Ovviamente per scegliere quanti termosifoni installare in un’ abitazione e con quanti elementi bisogna calcolare le calorie necessarie per riscaldare l’ ambiente che si ha a disposizione. Ma da cosa dipende il numero degli elementi da scegliere? Per decenni il calcolo delle calorie necessarie per riscaldare l’ ambiente è avvenuto tenendo soltanto in considerazione la sola cubatura, prevedendo mediamente dai 20 a 32 kcal per metro cubo, in funzione della zona climatica, ma in realtà questa scelta dipende da vari fattori: il salto termico (ovvero la differenza tra temperatura esterna e temperatura interna, poiché, maggiormente il clima è rigido in una casa, maggiormente l’ ambiente sarà difficile da riscaldare), dalla superficie totale dell’ involucro dell’ ambiente da riscaldare (parei, pavimenti, porte ecc), dalla trasmittenza (ovvero dalla capacità isolante degli elementi, dal momento che,quando diminuisce lo spessore dell’ elemento, come ad esempio la finestra, il solaio ecc, aumenta la trasmittanza, e aumenta anche con l’ aumentare della conducibilità termica dello stesso. In altre parole, diminuisce lo spessore dell’ involucro aumentando le calorie disperse, aumenta la conducibilità termica dell’ involucro aumentano le calorie disperse.

Domande frequenti

  • Come si calcolano le calorie necessarie per dimensionare correttamente un termosifone?

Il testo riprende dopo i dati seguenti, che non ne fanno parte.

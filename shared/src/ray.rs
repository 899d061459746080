use crate::{Aabb, PathTracerConfig};
use glam::Vec3;

#[cfg(target_arch = "spirv")]
use spirv_std::num_traits::Float;

/// Ray with its precomputed reciprocal direction for slab tests
#[derive(Copy, Clone, Debug)]
pub struct Ray {
    pub origin: Vec3,
    pub direction: Vec3,
    pub direction_inverse: Vec3,
}

impl Ray {
    /// The origin is nudged along `direction` by [`PathTracerConfig::EPSILON`] so bounce rays
    /// do not re-hit the surface they leave.
    pub fn new(origin: Vec3, direction: Vec3) -> Self {
        Self {
            origin: origin + direction * PathTracerConfig::EPSILON,
            direction,
            direction_inverse: Vec3::ONE / direction,
        }
    }

    pub fn at(&self, t: f32) -> Vec3 {
        self.origin + self.direction * t
    }
}

/// Closest hit found so far. `distance < 0` means no hit.
#[derive(Copy, Clone, Debug)]
pub struct Intersection {
    pub point: Vec3,
    pub normal: Vec3,
    pub distance: f32,
    pub triangle: u32,
}

impl Intersection {
    pub fn miss() -> Self {
        Self {
            point: Vec3::ZERO,
            normal: Vec3::ZERO,
            distance: -1.0,
            triangle: 0,
        }
    }

    pub fn is_hit(&self) -> bool {
        self.distance >= 0.0
    }

    /// Would a hit at `distance` be nearer than this one?
    pub fn accepts(&self, distance: f32) -> bool {
        !self.is_hit() || distance < self.distance
    }
}

/// Triangle vertices with per-vertex normals
#[derive(Copy, Clone, Debug)]
pub struct Triangle {
    pub a: Vec3,
    pub b: Vec3,
    pub c: Vec3,
    pub normal_a: Vec3,
    pub normal_b: Vec3,
    pub normal_c: Vec3,
}

impl Triangle {
    /// Flat triangle with the geometric normal on every vertex.
    pub fn flat(a: Vec3, b: Vec3, c: Vec3) -> Self {
        let n = (b - a).cross(c - a).normalize();
        Self {
            a,
            b,
            c,
            normal_a: n,
            normal_b: n,
            normal_c: n,
        }
    }

    /// Barycentric weights `(u, v, w)` of `point` for vertices `(a, b, c)`.
    pub fn barycentric(&self, point: Vec3) -> Vec3 {
        let v0 = self.b - self.a;
        let v1 = self.c - self.a;
        let v2 = point - self.a;
        let d00 = v0.dot(v0);
        let d01 = v0.dot(v1);
        let d11 = v1.dot(v1);
        let d20 = v2.dot(v0);
        let d21 = v2.dot(v1);
        let den = d00 * d11 - d01 * d01;
        let v = (d11 * d20 - d01 * d21) / den;
        let w = (d00 * d21 - d01 * d20) / den;
        Vec3::new(1.0 - v - w, v, w)
    }
}

/// Distance along the ray to the plane `dot(p, normal) = offset`, `-1` if parallel or behind.
pub fn ray_plane_distance(ray: &Ray, normal: Vec3, offset: f32) -> f32 {
    let den = ray.direction.dot(normal);
    if den == 0.0 {
        return -1.0;
    }
    let t = (offset - ray.origin.dot(normal)) / den;
    if t < 0.0 {
        return -1.0;
    }
    t
}

/// Slab test returning the entry distance, or `-1` when the ray misses the box or the box
/// lies entirely behind the origin. An origin inside the box enters at `0`.
pub fn ray_aabb_distance(ray: &Ray, aabb: &Aabb) -> f32 {
    let t1 = (aabb.min_vec() - ray.origin) * ray.direction_inverse;
    let t2 = (aabb.max_vec() - ray.origin) * ray.direction_inverse;

    let mut tmin = -PathTracerConfig::INFINITY;
    let mut tmax = PathTracerConfig::INFINITY;

    tmin = tmin.max(t1.x.min(t2.x));
    tmin = tmin.max(t1.y.min(t2.y));
    tmin = tmin.max(t1.z.min(t2.z));

    tmax = tmax.min(t1.x.max(t2.x));
    tmax = tmax.min(t1.y.max(t2.y));
    tmax = tmax.min(t1.z.max(t2.z));

    if tmin > tmax || tmax < 0.0 {
        return -1.0;
    }
    tmin.max(0.0)
}

/// Plane then barycentric containment test of `triangle` against `ray`.
///
/// Returns a miss when the plane hit is behind the ray, not nearer than `closest`, or outside
/// the triangle. The hit normal interpolates the vertex normals.
pub fn ray_triangle(ray: &Ray, triangle: &Triangle, index: u32, closest: &Intersection) -> Intersection {
    let normal = (triangle.b - triangle.a).cross(triangle.c - triangle.a).normalize();
    let distance = ray_plane_distance(ray, normal, triangle.a.dot(normal));

    if distance < 0.0 || (closest.is_hit() && closest.distance < distance) {
        return Intersection::miss();
    }

    let point = ray.at(distance);
    let bary = triangle.barycentric(point);
    if bary.x < 0.0 || bary.x > 1.0 || bary.y < 0.0 || bary.y > 1.0 || bary.z < 0.0 || bary.z > 1.0 {
        return Intersection::miss();
    }

    let shading_normal = (triangle.normal_a * bary.x + triangle.normal_b * bary.y + triangle.normal_c * bary.z)
        .normalize();

    Intersection {
        point,
        normal: shading_normal,
        distance,
        triangle: index,
    }
}

#[cfg(test)]
mod test {
    use super::*;
    use glam::vec3;

    fn unit_triangle() -> Triangle {
        Triangle::flat(vec3(0.0, 0.0, 0.0), vec3(1.0, 0.0, 0.0), vec3(0.0, 1.0, 0.0))
    }

    #[test]
    fn test_ray_hits_triangle_interior() {
        let ray = Ray::new(vec3(0.25, 0.25, 2.0), vec3(0.0, 0.0, -1.0));
        let hit = ray_triangle(&ray, &unit_triangle(), 3, &Intersection::miss());
        assert!(hit.is_hit());
        assert_eq!(hit.triangle, 3);
        assert!((hit.distance - (2.0 - PathTracerConfig::EPSILON)).abs() < 1e-5);
        assert!((hit.normal - vec3(0.0, 0.0, 1.0)).length() < 1e-6);
    }

    #[test]
    fn test_ray_misses_outside_and_behind() {
        let outside = Ray::new(vec3(0.8, 0.8, 1.0), vec3(0.0, 0.0, -1.0));
        assert!(!ray_triangle(&outside, &unit_triangle(), 0, &Intersection::miss()).is_hit());

        let behind = Ray::new(vec3(0.25, 0.25, 1.0), vec3(0.0, 0.0, 1.0));
        assert!(!ray_triangle(&behind, &unit_triangle(), 0, &Intersection::miss()).is_hit());

        let parallel = Ray::new(vec3(0.25, 0.25, 1.0), vec3(1.0, 0.0, 0.0));
        assert!(!ray_triangle(&parallel, &unit_triangle(), 0, &Intersection::miss()).is_hit());
    }

    #[test]
    fn test_closer_hit_rejects_farther_triangle() {
        let ray = Ray::new(vec3(0.25, 0.25, 5.0), vec3(0.0, 0.0, -1.0));
        let mut closest = Intersection::miss();
        closest.distance = 1.0;
        assert!(!ray_triangle(&ray, &unit_triangle(), 0, &closest).is_hit());
        assert!(closest.accepts(0.5));
        assert!(!closest.accepts(2.0));
    }

    #[test]
    fn test_barycentric_corners() {
        let tri = unit_triangle();
        assert_eq!(tri.barycentric(tri.a), vec3(1.0, 0.0, 0.0));
        assert_eq!(tri.barycentric(tri.b), vec3(0.0, 1.0, 0.0));
        assert_eq!(tri.barycentric(tri.c), vec3(0.0, 0.0, 1.0));
    }

    #[test]
    fn test_slab_distance() {
        let aabb = Aabb::new([-1.0; 3], [1.0; 3]);
        let ray = Ray::new(vec3(0.0, 0.0, -5.0), vec3(0.0, 0.0, 1.0));
        let t = ray_aabb_distance(&ray, &aabb);
        assert!((t - (4.0 - PathTracerConfig::EPSILON)).abs() < 1e-5);

        let away = Ray::new(vec3(0.0, 3.0, -5.0), vec3(0.0, 0.0, 1.0));
        assert_eq!(ray_aabb_distance(&away, &aabb), -1.0);

        let inside = Ray::new(Vec3::ZERO, vec3(1.0, 0.0, 0.0));
        assert_eq!(ray_aabb_distance(&inside, &aabb), 0.0);
    }

    #[test]
    fn test_slab_rejects_box_behind_origin() {
        let aabb = Aabb::new([-1.0; 3], [1.0; 3]);
        let behind = Ray::new(vec3(0.0, 0.0, 5.0), vec3(0.0, 0.0, 1.0));
        assert!(ray_aabb_distance(&behind, &aabb) < 0.0);

        // entry about one unit behind the origin, exit in front
        let straddling = Ray::new(vec3(0.0, 0.0, 1.0 + PathTracerConfig::EPSILON), vec3(0.0, 0.0, -1.0));
        let aabb = Aabb::new([-1.0, -1.0, -1.0], [1.0, 1.0, 2.0]);
        assert_eq!(ray_aabb_distance(&straddling, &aabb), 0.0);
    }
}
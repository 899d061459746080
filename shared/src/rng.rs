/// xxHash32-style integer finalizer.
pub fn xxhash32(n: u32) -> u32 {
    let mut h = n.wrapping_add(374_761_393);
    h = 668_265_263u32.wrapping_mul((h << 17) | (h >> 15));
    h = 2_246_822_519u32.wrapping_mul(h ^ (h >> 15));
    h = 3_266_489_917u32.wrapping_mul(h ^ (h >> 13));
    h ^ (h >> 16)
}

/// Per-pixel random stream: hashes an incrementing counter.
#[derive(Copy, Clone, Debug)]
pub struct Rng {
    state: u32,
}

impl Rng {
    /// Seed for pixel `pixel` of progressive frame `frame`.
    pub fn for_pixel(frame: u32, pixel: u32) -> Self {
        Self::new(frame.wrapping_mul(pixel))
    }

    pub fn new(seed: u32) -> Self {
        Self { state: seed }
    }

    pub fn next_u32(&mut self) -> u32 {
        self.state = self.state.wrapping_add(1);
        xxhash32(self.state)
    }

    /// Uniform float in `[0, 1]`.
    pub fn next_f32(&mut self) -> f32 {
        self.next_u32() as f32 / u32::MAX as f32
    }
}

#[cfg(test)]
mod test {
    use super::*;

    #[test]
    fn test_xxhash32_mixes() {
        assert_ne!(xxhash32(0), xxhash32(1));
        assert_ne!(xxhash32(1), xxhash32(2));
        assert_eq!(xxhash32(12345), xxhash32(12345));
    }

    #[test]
    fn test_rng_is_deterministic_per_seed() {
        let mut a = Rng::for_pixel(3, 77);
        let mut b = Rng::for_pixel(3, 77);
        for _ in 0..16 {
            assert_eq!(a.next_u32(), b.next_u32());
        }
        let mut c = Rng::new(3 * 77);
        let mut d = Rng::for_pixel(3, 77);
        assert_eq!(c.next_f32(), d.next_f32());
    }

    #[test]
    fn test_rng_range_and_mean() {
        let mut rng = Rng::new(9);
        let mut sum = 0.0f64;
        let samples = 20_000;
        for _ in 0..samples {
            let v = rng.next_f32();
            assert!((0.0..=1.0).contains(&v));
            sum += v as f64;
        }
        let mean = sum / samples as f64;
        assert!((mean - 0.5).abs() < 0.02, "mean {}", mean);
    }
}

    Il dimensionamento non si basa più solo sulla cubatura dell'ambiente (vecchio metodo che indicava 20-32 kcal/m³), ma richiede un calcolo preciso che tenga conto del salto termico, ovvero la differenza tra la temperatura esterna desiderata e quella interna. È fondamentale considerare la superficie totale dell'involucro edilizio (pareti, soffitti, pavimenti) e la trasmittanza termica dei materiali. Se le pareti sono sottili o i materiali altamente conduttivi, le dispersioni aumentano e servono più calorie. Un calcolo accurato evita di sottodimensionare il radiatore, garantendo comfort e efficienza energetica.
  • Quali sono le differenze principali tra termosifoni in ghisa e in acciaio?
    La scelta materiale incide su costi, tempi di risposta e inerzia termica. I termosifoni in ghisa sono generalmente la soluzione più economica e hanno un'elevata inerzia termica: si scaldano lentamente ma mantengono il calore a lungo dopo lo spegnimento, offrendo un rilascio graduale. Al contrario, i radiatori in acciaio sono più costosi (il prezzo può essere quasi il doppio) ma reagiscono rapidamente alle variazioni di temperatura, sia nel riscaldamento che nel raffreddamento. Sono ideali per chi cerca reattività immediata nell'impianto, mentre la ghisa è preferita per la stabilità termica.
  • Esistono termosifoni che funzionano senza l'impianto centralizzato?
    Sì, molte moderne soluzioni di riscaldamento includono modelli dotati di resistenze elettriche integrate. Questa caratteristica permette di utilizzare il termosifone anche quando l'impianto di riscaldamento centralizzato è spento, ad esempio durante le prime e ultime giornate fredde della stagione o in zone climatiche miti. L'alimentazione elettrica rende questi dispositivi autonomi e versatili, utili per integrare il calore principale o per riscaldare singoli ambienti specifici senza dover attivare l'intera rete idraulica dell'edificio.
  • Perché la forma e la superficie del termosifone influenzano l'efficienza?
    L'efficienza di un radiatore è direttamente proporzionale alla sua superficie esterna esposta all'aria. Progettazioni studiate per massimizzare questa superficie, come i termosifoni tubolari o quelli a piastra radiante, permettono di scambiare più calore con l'ambiente circostante. Inoltre, forme particolari non solo migliorano l'estetica, trasformando il radiatore in un elemento d'arredo, ma ottimizzano anche il movimento dell'aria calda. Una maggiore superficie significa quindi una migliore capacità di riscaldare l'aria in modo uniforme ed efficiente, specialmente in ambienti di piccole dimensioni.